Mord an Caroline in Glyka Nera: Babis Anagnostopoulos steht vor Gericht

Babis Anagostopoulos, durch dessen Hände seine Frau starb, kam zur Gerichtsverhandlung. Ihm wird eine harte Strafe erwartet.

Wie Sie wissen, rief das Familienoberhaupt am 11. Mai 2021 die Polizei an und gab eine Erklärung zu dem brutalen Raub und Mord ab, der in seinem Haus in Glyka Nera stattfand, wo er mit seiner Frau Caroline und ihren nur 11 Jahren lebte. Monat altes Kind. Babis Anagostopoulos hat seine Frau und seinen Hund getötet und 40 Tage lang „vorgetäuscht“, falsche Aussagen gemacht.

Heute wird ein 34-jähriger Gefangener, der sich seit 10 Monaten im Gefängnis von Korydallos befindet, vor gemischten Geschworenengerichten erscheinen, die das von ihm zugegebene Verbrechen gegen die 20-jährige Mutter seines Kindes prüfen werden, die die britische Staatsbürgerschaft besitzt.

Carolines Mörder schien den langsamen Tod seiner Frau auf subtile Weise zu genießen. Laut Gerichtsmediziner hatte die junge Frau ganze sechs Minuten lang Mühe zu atmen.

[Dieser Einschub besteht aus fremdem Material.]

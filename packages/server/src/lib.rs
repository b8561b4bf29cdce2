#![cfg_attr(feature = "fail-on-warnings", deny(warnings))]
#![warn(clippy::all, clippy::pedantic, clippy::nursery, clippy::cargo)]
#![allow(clippy::multiple_crate_versions, clippy::cargo_common_metadata)]

//! Actix-Web API server for the hazard map risk engine.
//!
//! Serves point risk assessments, the fault catalogue, and the region
//! statistics table as JSON, plus the county boundary file itself under
//! `/data` for map clients. Boundaries are loaded once at startup from the
//! path in [`ServerConfig`]; the server refuses to start without them.

mod handlers;
pub mod interactive;

use std::path::{Path, PathBuf};
use std::sync::Arc;

use actix_cors::Cors;
use actix_files::Files;
use actix_web::{App, HttpServer, middleware, web};
use hazard_map_risk::{Assessment, NearestFault, RiskEngine};
use hazard_map_server_models::{ApiAssessment, ApiNearestFault};
use hazard_map_spatial::RegionBoundaries;

/// Default location of the county boundary `GeoJSON`.
pub const DEFAULT_BOUNDARIES_PATH: &str = "data/california-counties.geojson";

/// Shared application state.
pub struct AppState {
    /// Risk engine over the embedded reference data.
    pub engine: RiskEngine<'static>,
    /// County boundaries, loaded once at startup.
    pub boundaries: Arc<RegionBoundaries>,
}

impl AppState {
    /// Creates state over the embedded reference data.
    #[must_use]
    pub fn new(boundaries: RegionBoundaries) -> Self {
        Self {
            engine: RiskEngine::embedded(),
            boundaries: Arc::new(boundaries),
        }
    }
}

/// Default bind address.
pub const DEFAULT_BIND_ADDR: &str = "127.0.0.1";

/// Default listen port.
pub const DEFAULT_PORT: u16 = 8080;

/// Where the server listens and which boundary file it loads.
#[derive(Debug, Clone, PartialEq, Eq)]
pub struct ServerConfig {
    /// Address to bind to.
    pub bind_addr: String,
    /// Port to listen on.
    pub port: u16,
    /// County boundary `GeoJSON` path.
    pub boundaries: PathBuf,
}

impl Default for ServerConfig {
    fn default() -> Self {
        Self {
            bind_addr: DEFAULT_BIND_ADDR.to_string(),
            port: DEFAULT_PORT,
            boundaries: PathBuf::from(DEFAULT_BOUNDARIES_PATH),
        }
    }
}

impl ServerConfig {
    /// Reads `BIND_ADDR`, `PORT`, and `HAZARD_MAP_BOUNDARIES`, falling back
    /// to the defaults for anything unset or unparseable.
    #[must_use]
    pub fn from_env() -> Self {
        Self::from_lookup(|key| std::env::var(key).ok())
    }

    fn from_lookup(lookup: impl Fn(&str) -> Option<String>) -> Self {
        let defaults = Self::default();
        Self {
            bind_addr: lookup("BIND_ADDR").unwrap_or(defaults.bind_addr),
            port: lookup("PORT")
                .and_then(|p| p.parse().ok())
                .unwrap_or(defaults.port),
            boundaries: lookup("HAZARD_MAP_BOUNDARIES").map_or(defaults.boundaries, PathBuf::from),
        }
    }

    /// Directory served under `/data`: the boundary file's parent.
    #[must_use]
    pub fn data_dir(&self) -> PathBuf {
        self.boundaries
            .parent()
            .filter(|p| !p.as_os_str().is_empty())
            .unwrap_or_else(|| Path::new("."))
            .to_path_buf()
    }
}

/// Registers the `/api` routes. Shared by the server and handler tests.
pub fn configure_api(cfg: &mut web::ServiceConfig) {
    cfg.service(
        web::scope("/api")
            .route("/health", web::get().to(handlers::health))
            .route("/risk", web::get().to(handlers::risk))
            .route("/faults", web::get().to(handlers::faults))
            .route("/regions", web::get().to(handlers::regions)),
    );
}

/// Converts a nearest-fault result into its API form.
#[must_use]
pub fn to_api_nearest_fault(nearest: &NearestFault<'_>) -> ApiNearestFault {
    ApiNearestFault {
        name: nearest.fault.name().to_string(),
        distance_miles: nearest.distance_miles,
        closest_point: [nearest.closest.longitude, nearest.closest.latitude],
        probability: nearest.fault.probability().to_string(),
        slip_rate: nearest.fault.slip_rate().to_string(),
        significance: nearest.fault.significance(),
    }
}

/// Converts an engine assessment into the `/api/risk` response body.
#[must_use]
pub fn to_api_assessment(assessment: Assessment<'_>) -> ApiAssessment {
    ApiAssessment {
        nearest_fault: assessment.nearest_fault.as_ref().map(to_api_nearest_fault),
        risk: assessment.risk,
        mitigation_plan: assessment.plan,
        coverage_gaps: assessment
            .coverage_gaps
            .into_iter()
            .map(ToString::to_string)
            .collect(),
    }
}

/// Starts the hazard map API server with configuration from the
/// environment.
///
/// See [`ServerConfig::from_env`] and [`run_server_with`].
///
/// # Errors
///
/// Returns an `std::io::Result` error if the server fails to start.
#[allow(clippy::future_not_send)]
pub async fn run_server() -> std::io::Result<()> {
    run_server_with(ServerConfig::from_env()).await
}

/// Starts the hazard map API server.
///
/// Loads the county boundaries and starts the Actix-Web HTTP server. This
/// is a regular async function; the caller provides the async runtime
/// (e.g. via `#[actix_web::main]`).
///
/// # Errors
///
/// Returns an `std::io::Result` error if the boundary file cannot be
/// loaded, or if the HTTP server fails to bind or encounters a runtime
/// error.
#[allow(clippy::future_not_send)]
pub async fn run_server_with(config: ServerConfig) -> std::io::Result<()> {
    let boundaries = RegionBoundaries::from_path(&config.boundaries).map_err(|e| {
        log::error!(
            "Failed to load boundaries from {}: {e}",
            config.boundaries.display()
        );
        std::io::Error::other(e)
    })?;

    let engine = RiskEngine::embedded();
    log::info!(
        "Reference data ready: {} regions, {} faults",
        engine.reference().regions().len(),
        engine.reference().faults().len()
    );

    let state = web::Data::new(AppState::new(boundaries));
    let data_dir = config.data_dir();
    let ServerConfig {
        bind_addr, port, ..
    } = config;

    log::info!("Starting server on {bind_addr}:{port}");

    HttpServer::new(move || {
        let cors = Cors::permissive();

        App::new()
            .wrap(cors)
            .wrap(middleware::Logger::default())
            .app_data(state.clone())
            .configure(configure_api)
            // Serve boundary data for map overlays
            .service(Files::new("/data", data_dir.clone()))
    })
    .bind((bind_addr, port))?
    .run()
    .await
}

Sie wurde mit einem um den Hals gewickelten Tuch, an einen Pfosten gebunden, und ihrem schlafenden Baby gefunden, das sich an den bereits abkühlenden Körper ihrer Mutter kuschelte.

Anagnostopoulos wird wegen vorsätzlichen Mordes (wenn er ruhig ist), Tierquälerei und zweier Vergehen wegen falscher Anschuldigungen angeklagt, weil er andere wegen seiner Taten verdächtigte und sich ständig selbst einen Meineid leistete.

Heute wird der Pilot „kämpfen“, seine Rechte verteidigen, damit die Anklage wegen vorsätzlichen und geplanten Mordes (in ruhigem Zustand) von ihm fallen gelassen und als „in einem instabilen Geisteszustand“ und als „Totschlag“ qualifiziert werden kann. .

Der Angeklagte wird versuchen, die Richter davon zu überzeugen Das Verbrechen wurde provoziert und er reagierte sofort auf Carolines „aggressives Verhalten gegenüber dem Kind“, dass er nichts geplant habe und dass „andere Ereignisse die Situation provoziert haben“, wie er in seiner Aussage am 22. Juni, wenige Stunden vor seiner endgültigen Aufnahme, feststellte Gewahrsam.

Doch ab heute kämpft die Familie der ermordeten Caroline um die schwerste Strafe für den Mann, der 37 Tage lang alle „verhöhnt“ und den Tod seiner „großen Liebe“ betrauert hat.

Die Opferseite, die Familie Crouch, gibt nicht zu, dass das, was in dieser schicksalhaften Nacht im Haus der Familie in Glyka Nera passiert ist, das Ergebnis von „Affekt“ ist. Im Gegenteil, sie glauben, dass das Verbrechen vom Gericht zu Recht als „vorgeplant“ anerkannt wird.

Carolines Mutter Susan Crouch und zwei ihrer Freundinnen sollen vor Gericht aussagen. Die Gesamtzahl der Zeugen wird auf etwa zwanzig geschätzt, einschließlich des Gerichtsmediziners, der den Todeszeitpunkt festlegte. Unter ihnen ist auch ein Berater für psychische Gesundheit, den das Paar zu den Problemen konsultierte, mit denen sie nach Carolines erster Fehlgeburt konfrontiert waren. Die Zeugenaussage wird von den Polizeibeamten, die den Fall bearbeitet haben, sowie dem Nachbarn des Paares erfolgen. Gleichzeitig wird das Mitglied des Tierschutzvereins Marathon, aus dessen Zwinger Caroline den Hund adoptiert hat, vor Gericht aussagen.